Thursday, October 06, 2011

Tracking Wild Tales



One of the staples of the Internet these days are wild animal stories, often buttressed with pictures. The pictures are often real, but the stories themselves are often corrupted to give a sense of immediacy or nearness to something rare that occurred far away. A couple of examples:

Azur Hotel Alligator, New Orleans: The email, sent to me by an office mate, said the photos showed an alligator found swimming down the street in New Orleans after Hurricane Katrina (this email was received while dogs were still being recovered from boats in New Orleans). The alligator was supposedly 21 feet long, and weighed 4,500 lbs, and was killed by the army national guard "last Sunday at 3:00 pm," and he was "currently in the freezer at the Azur hotel." A great story, but a quick inspection of the picture showed it to be a crocodile, not an alligator. Crocs largely come from Africa, and the skin color of the onlookers suggested this one did too. A minute of research and I found the true story -- a 50-year old Nile Croc, about 16 feet long and weighing 1,874 pounds that was shot in the Congo. The picture of the croc was taken on the beach in front of the Petroleum club, Plage Sportive In Pointe Noire, Congo, and the Hotel Azur is nearby.

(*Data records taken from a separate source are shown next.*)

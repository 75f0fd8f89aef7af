//! Line-driven dashboard session.
//!
//! Stdin lines and fetch completions are multiplexed on one task, so the
//! prompt stays responsive while a request is in flight and late results
//! for an abandoned selection are dropped by the dashboard.

use tokio::io::{AsyncBufReadExt, BufReader};
use tracing::debug;

use stockdash_core::{Catalog, Commit, Completion, Dashboard, HistoryClient, Viewport};

use crate::cli::{Cli, OutputFormat};
use crate::error::CliError;
use crate::output;

const HELP: &str = "\
commands:
  search [TEXT]   filter the company list (empty clears)
  select COMPANY  switch to a symbol, name, or unique part of a name
  refresh         re-fetch the current company
  menu | close    open or close the company list
  list            print the filtered company list
  show            print the full dashboard view
  resize WIDTH    change the viewport width in pixels
  help            print this message
  quit            leave the session";

#[derive(Debug, Clone, PartialEq, Eq)]
pub enum Action {
    Search(String),
    Select(String),
    Refresh,
    Menu,
    Close,
    List,
    Show,
    Resize(u32),
    Help,
    Quit,
}

/// Parses one input line. Blank lines yield `Ok(None)`.
///
/// The `search` text is everything after the single separator following the
/// verb, kept verbatim so padded queries reach the filter unchanged.
pub fn parse_action(line: &str) -> Result<Option<Action>, String> {
    let line = line.trim_start().trim_end_matches(['\r', '\n']);
    if line.trim().is_empty() {
        return Ok(None);
    }

    let (verb, raw_rest) = match line.split_once(char::is_whitespace) {
        Some((verb, rest)) => (verb, rest),
        None => (line, ""),
    };
    let rest = raw_rest.trim();

    let action = match verb.to_ascii_lowercase().as_str() {
        "search" | "/" => Action::Search(raw_rest.to_owned()),
        "select" | "s" => {
            if rest.is_empty() {
                return Err(String::from("select needs a company"));
            }
            Action::Select(rest.to_owned())
        }
        "refresh" | "r" => Action::Refresh,
        "menu" | "open" => Action::Menu,
        "close" => Action::Close,
        "list" | "ls" => Action::List,
        "show" => Action::Show,
        "resize" => {
            let width = rest
                .parse::<u32>()
                .map_err(|_| format!("invalid width '{rest}'"))?;
            Action::Resize(width)
        }
        "help" | "?" => Action::Help,
        "quit" | "exit" | "q" => Action::Quit,
        other => return Err(format!("unknown command '{other}'; try 'help'")),
    };

    Ok(Some(action))
}

enum Event {
    Input(Option<String>),
    Completion(Completion),
}

struct Session {
    dashboard: Dashboard,
    viewport: Viewport,
    format: OutputFormat,
    pretty: bool,
}

impl Session {
    /// Applies `action`; returns `false` when the session should end.
    fn perform(&mut self, action: Action) -> Result<bool, CliError> {
        debug!(?action, "session action");
        match action {
            Action::Search(query) => {
                self.dashboard.set_search_query(query);
                self.print_list();
            }
            Action::Select(needle) => match Catalog::builtin().resolve(&needle) {
                Ok(company) => {
                    if self.dashboard.select(company.clone()).is_some() {
                        self.print_status();
                    } else {
                        println!("{} is already selected", company.caption());
                    }
                }
                Err(error) => eprintln!("error: {error}"),
            },
            Action::Refresh => {
                self.dashboard.refresh();
                self.print_status();
            }
            Action::Menu => {
                self.dashboard.open_sidebar();
                self.print_list();
            }
            Action::Close => self.dashboard.close_sidebar(),
            Action::List => self.print_list(),
            Action::Show => self.print_view()?,
            Action::Resize(width) => {
                self.viewport = Viewport::new(width);
                println!("viewport {width}px ({:?})", self.viewport.bucket());
            }
            Action::Help => println!("{HELP}"),
            Action::Quit => return Ok(false),
        }

        Ok(true)
    }

    fn on_completion(&mut self, completion: Completion) {
        if self.dashboard.apply(completion) == Commit::Applied {
            self.print_status();
        }
    }

    fn print_status(&self) {
        println!("{}", output::status_line(&self.dashboard.view(self.viewport)));
    }

    fn print_list(&self) {
        let companies = self.dashboard.filtered_companies();
        if companies.is_empty() {
            println!("no companies match '{}'", self.dashboard.search_query());
            return;
        }
        let selected = &self.dashboard.selected().symbol;
        for line in output::company_lines(&companies, Some(selected)) {
            println!("{line}");
        }
    }

    fn print_view(&self) -> Result<(), CliError> {
        let view = self.dashboard.view(self.viewport);
        match self.format {
            OutputFormat::Json => output::print_json(&view, self.pretty)?,
            OutputFormat::Table => {
                for line in output::view_lines(&view) {
                    println!("{line}");
                }
            }
        }
        Ok(())
    }
}

pub async fn run(cli: &Cli) -> Result<(), CliError> {
    let config = cli.config();
    config.validate()?;

    let mut session = Session {
        dashboard: Dashboard::new(HistoryClient::from_config(&config)),
        viewport: cli.viewport(),
        format: cli.format,
        pretty: cli.pretty,
    };

    println!("type 'help' for commands");
    session.dashboard.start();
    session.print_status();

    let mut lines = BufReader::new(tokio::io::stdin()).lines();
    loop {
        let event = tokio::select! {
            line = lines.next_line() => Event::Input(line?),
            completion = session.dashboard.next_completion() => Event::Completion(completion),
        };

        match event {
            Event::Input(None) => break,
            Event::Input(Some(line)) => match parse_action(&line) {
                Ok(Some(action)) => {
                    if !session.perform(action)? {
                        break;
                    }
                }
                Ok(None) => {}
                Err(message) => eprintln!("error: {message}"),
            },
            Event::Completion(completion) => session.on_completion(completion),
        }
    }

    Ok(())
}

Australian Sheep-eating Snake: The email, sent to me by an office mate, said the photos showed a sheep-eating snake found dead on an electric fence in New South Wales Australia. Not likely.   Though there are a fair number of poisonous snakes in Australia, and a few decent long ones, none are the size of this monster. I guessed that the snake was an African Rock Python, and I was right. The snake was found dead on the Silent Valley Game Ranch in the Limpopo Province of South Africa. It had eaten an adult female impala, which made its body too fat to squeeze under the electric fence without touching it. The game farm, by the way, has a few Jack Russells!




To be clear, these kind of emails are not "accidents" -- they are intentional hoaxes of the same kind that your right-wing friends send you which always turn up over at "Snopes" with the word FALSE hanging all over them.  In fact, have any of my conservative friends ever forwarded me an email that turned out to  be true?  Not yet!